Driverless on Windows it can only do 16 bit according to the description, or at least there seems to be one driverless mode that does this…@amirm, did you install the driver?
 
Driverless on Windows it can only do 16 bit according to the description, or at least there seems to be one driverless mode that does this…@amirm, did you install the driver?
This is the spec:

"2: 16-24bit/44.1K-96KHz (no drive)"

Which is what I tested (24 bits at 44.1 and 48 KHz).

The driver it claims is needed for 192 kHz (or 32 bit) which I suspect is wrong.

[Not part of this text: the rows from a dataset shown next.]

/// Validate the promotion: a mechanism is chosen, the window is not empty,
/// and the chosen mechanism's configuration is usable.
///
pub fn promotion(promotion: &Promotion) -> Status {
    let mechanism = match promotion.mechanism {
        Some(mechanism) => mechanism,
        None => return Status::Incomplete,
    };
    if promotion.end_date <= promotion.start_date {
        return Status::Incomplete;
    }
    let config_ok = match mechanism {
        PromotionMechanism::Discount => {
            let config = &promotion.discount_config;
            discount_value_ok(config.kind, config.value)
        }
        PromotionMechanism::BuyGetFree => {
            let config = &promotion.bogo_config;
            config.buy_quantity >= 1 && config.get_quantity >= 1
        }
        PromotionMechanism::TieredDiscount => {
            let tiers = &promotion.tiered_discount_config.tiers;
            !tiers.is_empty()
                && tiers
                    .iter()
                    .all(|tier| discount_value_ok(tier.discount_type, tier.discount_value))
                && tiers.windows(2).all(|pair| pair[0].threshold < pair[1].threshold)
        }
        PromotionMechanism::GiftWithPurchase => {
            let config = &promotion.gift_with_purchase_config;
            !config.gift_products.is_empty() && config.quantity_per_threshold >= 1
        }
        PromotionMechanism::CreditPoints => {
            let config = &promotion.credit_points_config;
            config.points_multiplier > 0.0 || config.fixed_points > 0 || config.points_per_value > 0.0
        }
    };
    Status::from(config_ok)
}
//! State management-specific error types.

use crate::api::ApiError;

/// Message recorded when publishing a campaign with incomplete sections.
pub const INCOMPLETE_SUBMISSION_MESSAGE: &str =
    "Cannot submit: Please complete all required sections of the campaign.";

/// Errors that can occur during state operations.
#[derive(Debug, thiserror::Error)]
pub enum StateError {
    /// Publishing was attempted before every required section was complete
    #[error("{}", INCOMPLETE_SUBMISSION_MESSAGE)]
    ValidationIncomplete,

    /// Step identifier is not part of the wizard
    #[error("Unknown wizard step: {0}")]
    UnknownStep(String),

    /// A lifecycle call to the campaigns API failed
    #[error("{message}")]
    Api {
        message: String,
        #[source]
        source: ApiError,
    },
}

#[cfg(test)]
mod tests {
    use super::*;

    #[test]
    fn test_state_error_display() {
        let error = StateError::ValidationIncomplete;
        assert_eq!(error.to_string(), INCOMPLETE_SUBMISSION_MESSAGE);

        let error = StateError::UnknownStep("checkout".to_string());
        assert!(error.to_string().contains("Unknown wizard step"));
        assert!(error.to_string().contains("checkout"));

        let error = StateError::Api {
            message: "Failed to save campaign draft.".to_string(),
            source: ApiError::InvalidEndpoint("campaigns".to_string()),
        };
        assert_eq!(error.to_string(), "Failed to save campaign draft.");
    }
}
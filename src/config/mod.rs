//! Configuration management module.
//!
//! This module handles loading and saving the application configuration:
//! the campaigns API base URL, an optional access token and the log level.

mod error;

pub use error::ConfigError;

use crate::error::AppError;
use log::LevelFilter;
use serde::{Deserialize, Serialize};
use std::{
    fs,
    io::Write,
    path::{Path, PathBuf},
    str::FromStr,
};

const FILE_NAME: &str = "config.yml";
const DEFAULT_DIRECTORY_PATH: &str = ".config/campaign-wizard";
const DEFAULT_BASE_URL: &str = "http://localhost:3000";
const DEFAULT_LOG_LEVEL: &str = "info";

/// Oversees management of configuration file.
///
#[derive(Clone, Debug)]
pub struct Config {
    pub base_url: String,
    pub access_token: Option<String>,
    pub log_level: String,
    file_path: Option<PathBuf>,
}

/// On-disk shape of the configuration file.
///
#[derive(Serialize, Deserialize)]
struct FileSpec {
    #[serde(default = "default_base_url")]
    pub base_url: String,
    #[serde(default, skip_serializing_if = "Option::is_none")]
    pub access_token: Option<String>,
    #[serde(default = "default_log_level")]
    pub log_level: String,
}

fn default_base_url() -> String {
    DEFAULT_BASE_URL.to_string()
}

fn default_log_level() -> String {
    DEFAULT_LOG_LEVEL.to_string()
}

impl Default for Config {
    fn default() -> Self {
        Config::new()
    }
}

impl Config {
    /// Return a new instance holding the defaults.
    ///
    pub fn new() -> Config {
        Config {
            base_url: default_base_url(),
            access_token: None,
            log_level: default_log_level(),
            file_path: None,
        }
    }

    /// Load the configuration file from the custom directory if provided,
    /// otherwise from the default directory. A missing file leaves the
    /// defaults in place.
    ///
    pub fn load(&mut self, custom_path: Option<&str>) -> Result<(), AppError> {
        let dir_path = match custom_path {
            Some(path) => Path::new(path).to_path_buf(),
            None => Config::default_path()?,
        };
        let file_path = dir_path.join(Path::new(FILE_NAME));

        if file_path.exists() {
            let contents = fs::read_to_string(&file_path).map_err(|e| ConfigError::LoadFailed {
                path: file_path.clone(),
                message: format!("IO error: {}", e),
            })?;
            let data: FileSpec = serde_yaml::from_str(&contents)
                .map_err(|e| ConfigError::DeserializationFailed(e.to_string()))?;
            self.base_url = data.base_url;
            self.access_token = data.access_token.filter(|token| !token.is_empty());
            self.log_level = data.log_level;
        }

        self.file_path = Some(file_path);
        Ok(())
    }

    /// Serialize the configuration and write it to the disk, creating the
    /// directory when needed.
    ///
    pub fn save(&self) -> Result<(), AppError> {
        let file_path = self.file_path.as_ref().ok_or(ConfigError::FilePathNotSet)?;
        let data = FileSpec {
            base_url: self.base_url.clone(),
            access_token: self.access_token.clone(),
            log_level: self.log_level.clone(),
        };
        let content = serde_yaml::to_string(&data)
            .map_err(|e| ConfigError::SerializationFailed(e.to_string()))?;

        if let Some(parent) = file_path.parent() {
            if !parent.exists() {
                fs::create_dir_all(parent).map_err(|e| ConfigError::CreateDirectoryFailed {
                    path: parent.to_path_buf(),
                    source: e,
                })?;
            }
        }

        let mut file = fs::File::create(file_path).map_err(|e| ConfigError::SaveFailed {
            path: file_path.clone(),
            source: e,
        })?;
        write!(file, "{}", content).map_err(|e| ConfigError::SaveFailed {
            path: file_path.clone(),
            source: e,
        })?;
        file.flush().map_err(|e| ConfigError::SaveFailed {
            path: file_path.clone(),
            source: e,
        })?;
        Ok(())
    }

    /// Parse the configured log level.
    ///
    pub fn level_filter(&self) -> Result<LevelFilter, ConfigError> {
        LevelFilter::from_str(&self.log_level)
            .map_err(|_| ConfigError::InvalidLogLevel(self.log_level.clone()))
    }

    pub fn file_path(&self) -> Option<&Path> {
        self.file_path.as_deref()
    }

    /// Returns the path buffer for the default configuration directory or an
    /// error if the home directory could not be found.
    ///
    fn default_path() -> Result<PathBuf, AppError> {
        match dirs::home_dir() {
            Some(home) => Ok(home.join(Path::new(DEFAULT_DIRECTORY_PATH))),
            None => Err(ConfigError::HomeDirectoryNotFound.into()),
        }
    }
}

#[cfg(test)]
mod tests {
    use super::*;
    use fake::uuid::UUIDv4;
    use fake::Fake;
    use uuid::Uuid;

    fn temp_dir() -> PathBuf {
        let name: Uuid = UUIDv4.fake();
        std::env::temp_dir().join(format!("campaign-wizard-{}", name))
    }

    #[test]
    fn test_missing_file_keeps_defaults() -> Result<(), AppError> {
        let dir = temp_dir();
        let mut config = Config::new();
        config.load(dir.to_str())?;
        assert_eq!(config.base_url, "http://localhost:3000");
        assert_eq!(config.access_token, None);
        assert_eq!(config.level_filter()?, LevelFilter::Info);
        assert_eq!(config.file_path(), Some(dir.join("config.yml").as_path()));
        Ok(())
    }

    #[test]
    fn test_save_then_load() -> Result<(), AppError> {
        let dir = temp_dir();
        let mut config = Config::new();
        config.load(dir.to_str())?;
        config.base_url = "https://api.example.com".to_string();
        config.access_token = Some("secret".to_string());
        config.log_level = "debug".to_string();
        config.save()?;

        let mut reloaded = Config::new();
        reloaded.load(dir.to_str())?;
        assert_eq!(reloaded.base_url, "https://api.example.com");
        assert_eq!(reloaded.access_token.as_deref(), Some("secret"));
        assert_eq!(reloaded.level_filter()?, LevelFilter::Debug);
        fs::remove_dir_all(dir)?;
        Ok(())
    }

    #[test]
    fn test_partial_file_uses_defaults() -> Result<(), AppError> {
        let dir = temp_dir();
        fs::create_dir_all(&dir)?;
        fs::write(dir.join("config.yml"), "access_token: abc\n")?;
        let mut config = Config::new();
        config.load(dir.to_str())?;
        assert_eq!(config.access_token.as_deref(), Some("abc"));
        assert_eq!(config.base_url, "http://localhost:3000");
        assert_eq!(config.log_level, "info");
        fs::remove_dir_all(dir)?;
        Ok(())
    }

    #[test]
    fn test_invalid_log_level() {
        let config = Config {
            log_level: "chatty".to_string(),
            ..Config::new()
        };
        assert!(matches!(
            config.level_filter(),
            Err(ConfigError::InvalidLogLevel(_))
        ));
    }

    #[test]
    fn test_save_without_path_fails() {
        assert!(Config::new().save().is_err());
    }
}
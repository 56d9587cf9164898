//! Configuration-specific error types.

use std::path::PathBuf;

/// Errors that can occur during configuration operations.
#[derive(Debug, thiserror::Error)]
pub enum ConfigError {
    /// File path was not set
    #[error("Configuration file path not set")]
    FilePathNotSet,

    /// Log level is not one of off, error, warn, info, debug or trace
    #[error("Invalid log level: {0}")]
    InvalidLogLevel(String),

    /// Failed to find home directory
    #[error("Failed to find home directory")]
    HomeDirectoryNotFound,

    /// Failed to load configuration file
    #[error("Failed to load configuration from {path}: {message}")]
    LoadFailed { path: PathBuf, message: String },

    /// Failed to save configuration file
    #[error("Failed to save configuration to {path}: {source}")]
    SaveFailed {
        path: PathBuf,
        source: std::io::Error,
    },

    /// Failed to create configuration directory
    #[error("Failed to create configuration directory {path}: {source}")]
    CreateDirectoryFailed {
        path: PathBuf,
        source: std::io::Error,
    },

    /// Failed to serialize configuration
    #[error("Failed to serialize configuration: {0}")]
    SerializationFailed(String),

    /// Failed to deserialize configuration
    #[error("Failed to deserialize configuration: {0}")]
    DeserializationFailed(String),
}
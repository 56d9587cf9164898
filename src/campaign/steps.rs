//! Wizard step sequence.
//!
//! The ordered step list and the validation section each step requires are
//! declared together in [`STEP_TABLE`], so the overall validation check can
//! never drift from the step order.

use super::validation::Section;
use serde::{Deserialize, Serialize};
use std::fmt;
use std::str::FromStr;

/// Route prefix under which every wizard step is served.
pub const WIZARD_ROUTE_PREFIX: &str = "/onboarding/campaign-creation";

/// Route shown after a campaign has been submitted for review.
pub const CAMPAIGNS_ROUTE: &str = "/merchant/campaigns";

/// Specifying the wizard steps, in order.
///
#[derive(Clone, Copy, Debug, Default, PartialEq, Eq, Hash, Serialize, Deserialize)]
#[serde(rename_all = "kebab-case")]
pub enum WizardStep {
    #[default]
    CategorySelection,
    ServiceSelection,
    ServicesAddedConfirmation,
    TemplateSelection,
    DealDetails,
    PromotionTypeSelection,
    Photos,
    Highlights,
    Descriptions,
    FinePrint,
    VoucherInstructions,
    BusinessInfo,
    GroupBuy,
    Review,
    Submit,
}

/// Step order paired with the validation section that must be complete for
/// the step to count towards the overall status. `None` marks steps that are
/// purely navigational or administrative.
pub const STEP_TABLE: [(WizardStep, Option<Section>); 15] = [
    (WizardStep::CategorySelection, Some(Section::Category)),
    (WizardStep::ServiceSelection, Some(Section::Services)),
    (WizardStep::ServicesAddedConfirmation, None),
    (WizardStep::TemplateSelection, Some(Section::Template)),
    (WizardStep::DealDetails, Some(Section::DealDetails)),
    (WizardStep::PromotionTypeSelection, Some(Section::Promotion)),
    (WizardStep::Photos, Some(Section::Photos)),
    (WizardStep::Highlights, Some(Section::Highlights)),
    (WizardStep::Descriptions, Some(Section::Descriptions)),
    (WizardStep::FinePrint, Some(Section::FinePrint)),
    (WizardStep::VoucherInstructions, Some(Section::VoucherInstructions)),
    (WizardStep::BusinessInfo, Some(Section::BusinessInfo)),
    (WizardStep::GroupBuy, Some(Section::GroupBuy)),
    (WizardStep::Review, None),
    (WizardStep::Submit, None),
];

impl WizardStep {
    pub fn first() -> WizardStep {
        STEP_TABLE[0].0
    }

    /// Iterate over every step in wizard order.
    ///
    pub fn all() -> impl Iterator<Item = WizardStep> {
        STEP_TABLE.iter().map(|(step, _)| *step)
    }

    /// Iterate over the sections required for the overall status.
    ///
    pub fn required_sections() -> impl Iterator<Item = Section> {
        STEP_TABLE.iter().filter_map(|(_, section)| *section)
    }

    pub fn position(self) -> usize {
        STEP_TABLE
            .iter()
            .position(|(step, _)| *step == self)
            .unwrap_or_default()
    }

    pub fn next(self) -> Option<WizardStep> {
        STEP_TABLE.get(self.position() + 1).map(|(step, _)| *step)
    }

    pub fn previous(self) -> Option<WizardStep> {
        self.position()
            .checked_sub(1)
            .and_then(|index| STEP_TABLE.get(index))
            .map(|(step, _)| *step)
    }

    pub fn validation_section(self) -> Option<Section> {
        STEP_TABLE[self.position()].1
    }

    pub fn as_str(self) -> &'static str {
        match self {
            WizardStep::CategorySelection => "category-selection",
            WizardStep::ServiceSelection => "service-selection",
            WizardStep::ServicesAddedConfirmation => "services-added-confirmation",
            WizardStep::TemplateSelection => "template-selection",
            WizardStep::DealDetails => "deal-details",
            WizardStep::PromotionTypeSelection => "promotion-type-selection",
            WizardStep::Photos => "photos",
            WizardStep::Highlights => "highlights",
            WizardStep::Descriptions => "descriptions",
            WizardStep::FinePrint => "fine-print",
            WizardStep::VoucherInstructions => "voucher-instructions",
            WizardStep::BusinessInfo => "business-info",
            WizardStep::GroupBuy => "group-buy",
            WizardStep::Review => "review",
            WizardStep::Submit => "submit",
        }
    }

    /// Route embedding the step identifier.
    ///
    pub fn route(self) -> String {
        format!("{}/{}", WIZARD_ROUTE_PREFIX, self.as_str())
    }
}

impl fmt::Display for WizardStep {
    fn fmt(&self, f: &mut fmt::Formatter<'_>) -> fmt::Result {
        f.write_str(self.as_str())
    }
}

impl FromStr for WizardStep {
    type Err = String;

    fn from_str(s: &str) -> Result<Self, Self::Err> {
        WizardStep::all()
            .find(|step| step.as_str() == s)
            .ok_or_else(|| s.to_string())
    }
}
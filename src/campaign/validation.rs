//! Validation status record.
//!
//! Mirrors the section structure of the campaign draft. Simple sections hold
//! one status; composite sections hold one status per leaf field plus a `main`
//! status that is always derived from the leaves.

use super::steps::WizardStep;
use log::*;
use serde::Serialize;
use std::collections::BTreeMap;

/// Validation state of a section or leaf field.
///
#[derive(Clone, Copy, Debug, Default, PartialEq, Eq, Serialize)]
#[serde(rename_all = "lowercase")]
pub enum Status {
    #[default]
    Incomplete,
    Complete,
    Error,
}

impl From<bool> for Status {
    fn from(valid: bool) -> Self {
        if valid {
            Status::Complete
        } else {
            Status::Incomplete
        }
    }
}

/// Specifying the validated sections.
///
#[derive(Clone, Copy, Debug, PartialEq, Eq, PartialOrd, Ord, Hash, Serialize)]
#[serde(rename_all = "camelCase")]
pub enum Section {
    Category,
    Services,
    Template,
    DealDetails,
    Promotion,
    Options,
    Photos,
    Highlights,
    Descriptions,
    FinePrint,
    VoucherInstructions,
    BusinessInfo,
    GroupBuy,
    Seo,
    PublishAt,
    Review,
    Submit,
}

impl Section {
    pub const ALL: [Section; 17] = [
        Section::Category,
        Section::Services,
        Section::Template,
        Section::DealDetails,
        Section::Promotion,
        Section::Options,
        Section::Photos,
        Section::Highlights,
        Section::Descriptions,
        Section::FinePrint,
        Section::VoucherInstructions,
        Section::BusinessInfo,
        Section::GroupBuy,
        Section::Seo,
        Section::PublishAt,
        Section::Review,
        Section::Submit,
    ];

    /// Leaf fields of a composite section; empty for simple sections.
    ///
    pub fn leaves(self) -> &'static [&'static str] {
        match self {
            Section::DealDetails => &[
                "title",
                "subtitle",
                "category",
                "isVirtual",
                "price",
                "originalPrice",
                "isGiftable",
            ],
            Section::BusinessInfo => &[
                "name",
                "email",
                "phone",
                "website",
                "description",
                "type",
                "payment",
                "tax",
                "instagram",
                "facebook",
            ],
            Section::GroupBuy => &[
                "enabled",
                "minParticipants",
                "maxParticipants",
                "durationMinutes",
            ],
            Section::Seo => &["metaDescription", "keywords"],
            _ => &[],
        }
    }

    pub fn is_composite(self) -> bool {
        !self.leaves().is_empty()
    }
}

/// Status of a composite section.
///
#[derive(Clone, Debug, PartialEq, Eq, Serialize)]
pub struct CompositeStatus {
    main: Status,
    #[serde(flatten)]
    leaves: BTreeMap<&'static str, Status>,
}

impl CompositeStatus {
    fn new(leaves: &'static [&'static str]) -> Self {
        CompositeStatus {
            main: Status::Incomplete,
            leaves: leaves.iter().map(|leaf| (*leaf, Status::Incomplete)).collect(),
        }
    }

    pub fn main(&self) -> Status {
        self.main
    }

    pub fn leaf(&self, name: &str) -> Option<Status> {
        self.leaves.get(name).copied()
    }

    /// Set a leaf and re-derive `main`. Returns false for unknown leaves.
    ///
    fn set_leaf(&mut self, name: &str, status: Status) -> bool {
        match self.leaves.get_mut(name) {
            Some(slot) => {
                *slot = status;
                self.main = aggregate(self.leaves.values().copied());
                true
            }
            None => false,
        }
    }

    fn set_all(&mut self, status: Status) {
        for slot in self.leaves.values_mut() {
            *slot = status;
        }
        self.main = aggregate(self.leaves.values().copied());
    }
}

/// Roll leaf statuses up: any error wins, then all-complete, else incomplete.
///
pub fn aggregate(statuses: impl IntoIterator<Item = Status>) -> Status {
    let mut all_complete = true;
    for status in statuses {
        match status {
            Status::Error => return Status::Error,
            Status::Incomplete => all_complete = false,
            Status::Complete => (),
        }
    }
    Status::from(all_complete)
}

#[derive(Clone, Debug, PartialEq, Eq, Serialize)]
#[serde(untagged)]
pub enum SectionStatus {
    Simple(Status),
    Composite(CompositeStatus),
}

impl SectionStatus {
    fn for_section(section: Section) -> Self {
        if section.is_composite() {
            SectionStatus::Composite(CompositeStatus::new(section.leaves()))
        } else {
            SectionStatus::Simple(Status::Incomplete)
        }
    }

    /// Top-level status: the value itself, or `main` for composite sections.
    ///
    pub fn status(&self) -> Status {
        match self {
            SectionStatus::Simple(status) => *status,
            SectionStatus::Composite(composite) => composite.main(),
        }
    }
}

/// Validation record for a whole campaign draft.
///
#[derive(Clone, Debug, PartialEq, Eq, Serialize)]
pub struct ValidationStatus {
    #[serde(flatten)]
    sections: BTreeMap<Section, SectionStatus>,
    overall: Status,
}

impl Default for ValidationStatus {
    fn default() -> Self {
        ValidationStatus {
            sections: Section::ALL
                .iter()
                .map(|section| (*section, SectionStatus::for_section(*section)))
                .collect(),
            overall: Status::Incomplete,
        }
    }
}

impl ValidationStatus {
    /// Top-level status of a section.
    ///
    pub fn get(&self, section: Section) -> Status {
        self.sections
            .get(&section)
            .map(SectionStatus::status)
            .unwrap_or_default()
    }

    /// Status of a leaf field of a composite section.
    ///
    pub fn leaf(&self, section: Section, leaf: &str) -> Option<Status> {
        match self.sections.get(&section) {
            Some(SectionStatus::Composite(composite)) => composite.leaf(leaf),
            _ => None,
        }
    }

    pub fn overall(&self) -> Status {
        self.overall
    }

    pub fn is_complete(&self) -> bool {
        self.overall == Status::Complete
    }

    /// Record a status and recompute the overall status.
    ///
    /// With a leaf, only that leaf of a composite section is set and its
    /// `main` is re-derived. Without one, a simple section is set directly and
    /// every leaf of a composite section takes the status. `main` itself is
    /// derived and cannot be targeted.
    ///
    pub fn set(&mut self, section: Section, status: Status, leaf: Option<&str>) {
        let entry = self
            .sections
            .entry(section)
            .or_insert_with(|| SectionStatus::for_section(section));
        match (entry, leaf) {
            (SectionStatus::Composite(composite), Some(leaf)) => {
                if !composite.set_leaf(leaf, status) {
                    warn!("Ignoring status for unknown field {:?}.{}", section, leaf);
                }
            }
            (SectionStatus::Composite(composite), None) => composite.set_all(status),
            (SectionStatus::Simple(slot), None) => *slot = status,
            (SectionStatus::Simple(slot), Some(leaf)) => {
                debug!(
                    "Section {:?} has no fields, applying status for '{}' to the section",
                    section, leaf
                );
                *slot = status;
            }
        }
        self.recompute_overall();
    }

    /// Overall is complete iff every section required by the step table is.
    ///
    pub fn recompute_overall(&mut self) {
        let complete = WizardStep::required_sections().all(|s| self.get(s) == Status::Complete);
        self.overall = Status::from(complete);
    }
}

USB class driver was updated years ago and no driver is needed anymore.

That said, it could be truncating in addition to other things it is doing wrong.
 
Thanks for the review. This is exactly the reason I cant buy a cheap USB-> optical converter without it being measured first. We spend all that money on our gear and then cheap out on one part of the chain.
 
I've got a similar looking AliExpress device that does SPDIF to AES (active, not passive, required due to long cable runs). I'm hoping it's not this bad, due to the much simpler conversion involved !
 
So, all the noise resulting from inserting this gizmo into the digital audio chain is below -120 dB according to your plot.

Amir, are you claiming that this will be audible through speakers?